Brics deve avançar no uso de moedas locais


Brics avança no uso de moedas locais para operações financeiras

O Brics, grupo formado por Brasil, Rússia, Índia, China e África do Sul, está sob a presidência rotativa do Brasil desde 1º de janeiro. Uma das iniciativas em destaque é o avanço no uso de moedas locais para operações financeiras relacionadas ao comércio e investimentos entre os países-membros. O objetivo é reduzir os custos das transações comerciais e financeiras das nações emergentes.

Confirmação oficial

A confirmação desta estratégia foi dada pelo secretário de Assuntos Econômicos e Financeiros do Ministério das Relações Exteriores (MRE), Mauricio Lyrio, em uma conversa com jornalistas em Brasília, nesta sexta-feira (21). Lyrio, que atua como negociador-chefe do Brasil no Brics, é o responsável por coordenar os trabalhos como sherpa.

Segundo o secretário, o uso de moedas locais no comércio bilateral entre os membros do Brics já ocorre desde 2015. Vários países do grupo já utilizam suas moedas locais em transações comerciais, e essa prática será mantida durante a presidência brasileira.

Sistema de pagamentos em moedas locais

O sistema de pagamentos em moedas locais é uma das prioridades das potências regionais do Brics para este ano, e será discutido durante as reuniões dos principais líderes-negociadores dos 11 países que compõem o bloco, nos dias 25 e 26 de janeiro.

Além dos países fundadores do Brics – Brasil, Rússia, Índia, China e África do Sul – outros membros integram o grupo desde janeiro de 2024, são eles: Egito, Emirados Árabes Unidos, Arábia Saudita, Etiópia e Irã.

Moeda comum e declarações internacionais

O secretário do Itamaraty esclareceu que, por enquanto, o Brics não discutirá a criação de uma moeda comum para o bloco. Lyrio destacou a complexidade do processo, considerando as dimensões das economias envolvidas. Ele ressaltou que existem outras formas de reduzir os custos operacionais e que a decisão está alinhada com a lógica interna do Brics.

Lyrio também afirmou que a decisão de não discutir uma moeda comum não está relacionada a declarações recentes de autoridades internacionais. O novo presidente dos Estados Unidos, Donald Trump, ameaçou impor tarifas de 100% sobre as importações dos países do Brics, caso o grupo busque alternativas ao dólar em negociações internacionais.

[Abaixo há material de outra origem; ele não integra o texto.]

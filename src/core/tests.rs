use super::*;
use glam::Vec3;

// ── ControlPoints ──

#[test]
fn test_control_points_rejects_single_point() {
    let err = ControlPoints::new(vec![Vec3::ZERO]).unwrap_err();
    assert_eq!(err, KernelError::InvalidControlPoints { count: 1 });
}

#[test]
fn test_control_points_rejects_eleven_points() {
    let points = vec![Vec3::ONE; 11];
    assert!(matches!(
        ControlPoints::new(points),
        Err(KernelError::InvalidControlPoints { count: 11 })
    ));
}

#[test]
fn test_control_points_accepts_bounds() {
    assert!(ControlPoints::new(vec![Vec3::ZERO, Vec3::X]).is_ok());
    assert!(ControlPoints::new(vec![Vec3::ZERO; MAX_CONTROL_POINTS]).is_ok());
}

#[test]
fn test_line_clamps_count() {
    // 11 → 10, 1 → 2
    let many = ControlPoints::line(Vec3::ZERO, Vec3::new(9.0, 0.0, 0.0), 11);
    assert_eq!(many.len(), 10);
    assert!(many.as_slice()[1].abs_diff_eq(Vec3::new(1.0, 0.0, 0.0), 1e-5));

    let few = ControlPoints::line(Vec3::ZERO, Vec3::X, 1);
    assert_eq!(few.len(), 2);
    assert_eq!(few.degree(), 1);
}

#[test]
fn test_resized_clamps_and_keeps_endpoints() {
    let points = ControlPoints::new(vec![
        Vec3::ZERO,
        Vec3::new(3.0, 0.0, 6.0),
        Vec3::new(7.0, 0.0, 6.0),
        Vec3::new(10.0, 0.0, 0.0),
    ])
    .unwrap();

    let grown = points.resized(11);
    assert_eq!(grown.len(), 10);
    assert_eq!(grown.first(), points.first());
    assert_eq!(grown.last(), points.last());

    let shrunk = points.resized(1);
    assert_eq!(shrunk.len(), 2);
    assert_eq!(shrunk.as_slice(), &[points.first(), points.last()]);
}

#[test]
fn test_insert_and_remove_respect_limits() {
    let mut points = ControlPoints::line(Vec3::ZERO, Vec3::X, 2);
    assert!(points.remove(0).is_err(), "unter 2 Punkte darf nicht entfernt werden");

    points.insert(1, Vec3::new(0.5, 1.0, 0.0)).unwrap();
    assert_eq!(points.len(), 3);
    assert_eq!(points.as_slice()[1], Vec3::new(0.5, 1.0, 0.0));

    assert_eq!(points.remove(7).unwrap(), None);
    assert_eq!(points.remove(1).unwrap(), Some(Vec3::new(0.5, 1.0, 0.0)));

    let mut full = ControlPoints::line(Vec3::ZERO, Vec3::X, 10);
    assert!(full.insert(0, Vec3::Y).is_err());
    assert_eq!(full.len(), 10);
}

#[test]
fn test_set_ignores_invalid_index() {
    let mut points = ControlPoints::line(Vec3::ZERO, Vec3::X, 3);
    assert!(points.set(2, Vec3::Y));
    assert_eq!(points.last(), Vec3::Y);
    assert!(!points.set(3, Vec3::Z));
}

// ── SamplePlan ──

#[test]
fn test_distance_plan_count_formula() {
    let (count, spacing) = SamplePlan::Distance(2.0).resolve(9.0).unwrap();
    assert_eq!(count, 5);
    assert_eq!(spacing, 2.0);

    // Abstand größer als Kurve → trotzdem Start + Ende
    let (count, _) = SamplePlan::Distance(50.0).resolve(9.0).unwrap();
    assert_eq!(count, 2);
}

#[test]
fn test_distance_plan_rejects_non_positive_spacing() {
    for spacing in [0.0, -1.0, f32::NAN] {
        assert!(matches!(
            SamplePlan::Distance(spacing).resolve(10.0),
            Err(KernelError::InvalidSamplingParameter { name: "spacing", .. })
        ));
    }
}

#[test]
fn test_count_plan_clamps_to_two() {
    let (count, spacing) = SamplePlan::Count(0).resolve(10.0).unwrap();
    assert_eq!(count, 2);
    assert_eq!(spacing, 10.0);
}

#[test]
fn test_count_plan_last_distance_is_total() {
    let distances = SamplePlan::Count(7).distances(13.7).unwrap();
    assert_eq!(distances.len(), 7);
    assert_eq!(distances[0], 0.0);
    assert_eq!(*distances.last().unwrap(), 13.7);
}

#[test]
fn test_distance_plan_tiny_spacing_is_rejected() {
    for spacing in [1e-20, 1e-6] {
        assert!(matches!(
            SamplePlan::Distance(spacing).resolve(10.0),
            Err(KernelError::InvalidSamplingParameter { name: "spacing", .. })
        ));
    }
}

#[test]
fn test_distance_plan_at_sample_ceiling() {
    // 999 999 Intervalle → genau MAX_SAMPLE_COUNT Samples
    let (count, _) = SamplePlan::Distance(1.0).resolve(999_999.0).unwrap();
    assert_eq!(count, MAX_SAMPLE_COUNT);
    assert!(SamplePlan::Distance(1.0).resolve(1_000_000.0).is_err());
}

Apesar disso, o secretário não descartou a possibilidade de os chefes de Estado do Brics discutirem a adoção de uma moeda comum no futuro, indicando que essa possibilidade pode ser considerada em um horizonte mais distante.

Prioridades do Brasil no Brics

Além do uso de moedas locais para operações financeiras, o Brasil apresentará outras prioridades durante a presidência do Brics. Esses temas serão discutidos e alinhados até a Cúpula de chefes de Estado do Brics, agendada para os dias 6 e 7 de julho, no Rio de Janeiro.

As cinco prioridades a serem apresentadas são: cooperação em saúde, financiamento de ações de combate à mudança do clima, comércio, investimento e finanças do Brics, governança da inteligência artificial e desenvolvimento institucional do Brics.

O ministro das Relações Exteriores, Mauro Vieira, abrirá as reuniões da próxima semana no Palácio do Itamaraty, em Brasília. Há também a possibilidade de um discurso do presidente Luiz Inácio Lula da Silva no segundo dia do evento.